This explanation makes sense. However, could we say "there was a car accident happening a while ago, in which a car was running into another head on head. I saw it happening and it was really scary"?


----------



## Myridon

sunyaer said:


> This explanation makes sense. However, could we say "there was a car accident happening a while ago, in which a car was running into another head on head. I saw it happening and it was really scary"?


No. We would not say that.  "There was a car accident (which happened) a while ago, in which a car ran into another car head on. I saw it happen and it was really scary."


----------



## sunyaer

Myridon said:


> No. We would not say that.  "There was a car accident (which happened) a while ago, in which a car ran into another car head on. I saw it happen and it was really scary."

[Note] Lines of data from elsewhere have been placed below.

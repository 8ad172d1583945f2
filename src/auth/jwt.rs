use crate::models::{Claims, TokenType};
use jsonwebtoken::{DecodingKey, Validation, decode};

/// Decodes and checks an access token. Refresh tokens are refused.
pub fn verify_token(token: &str, secret: &str) -> Result<Claims, String> {
    let claims = decode::<Claims>(
        token,
        &DecodingKey::from_secret(secret.as_bytes()),
        &Validation::default(),
    )
    .map(|data| data.claims)
    .map_err(|e| e.to_string())?;

    if claims.token_type != TokenType::Access {
        return Err("Refresh tokens cannot be used for API access".to_string());
    }

    Ok(claims)
}

#[cfg(test)]
pub(crate) fn sign_for_tests(
    user_id: u64,
    role: u8,
    employee_id: Option<u64>,
    token_type: TokenType,
    secret: &str,
) -> String {
    use jsonwebtoken::{EncodingKey, Header, encode};
    use std::time::{SystemTime, UNIX_EPOCH};

    let now = SystemTime::now()
        .duration_since(UNIX_EPOCH)
        .unwrap()
        .as_secs() as usize;

    let claims = Claims {
        user_id,
        sub: format!("user-{user_id}"),
        role,
        exp: now + 900,
        jti: format!("test-{user_id}-{now}"),
        token_type,
        employee_id,
    };

    encode(
        &Header::default(),
        &claims,
        &EncodingKey::from_secret(secret.as_bytes()),
    )
    .unwrap()
}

Could we say "there was a robbery happening in the street a while ago. I saw it happening and it was really scary."?


----------



## Cenzontle

> Could we say "there was a robbery happening in the street a while ago. I saw it happening and it was really scary."?


I can imagine it.  BUT to me it implies that you are going to tell more about events that happened, things you did, *during the robbery*.
The "-ing" forms suggest that you haven't "closed the book" on the robbery, in your story.
If the robbery was finished before you could call the police or go out and help the victim, 
then there is no reason, grammatically, to keep it "happen*ing*", to keep it "open" for simultaneous events.


----------



## sunyaer

Cenzontle said:


> I can imagine it.  BUT to me it implies that you are going to tell more about events that happened, things you did, *during the robbery*.



That's exactly a story telling, like my daughter would do. She would describe the scene and tell me what happened, like playing a movie for me if I didn't see it. She would add a lot of details in her description, such as how the robber pointed the gun at the store owner.


----------



## Parla

> Assume this is a news break on TV, the announcer might say something like this:
> 
> "There was a car accident happening a while ago in the downtown area . . .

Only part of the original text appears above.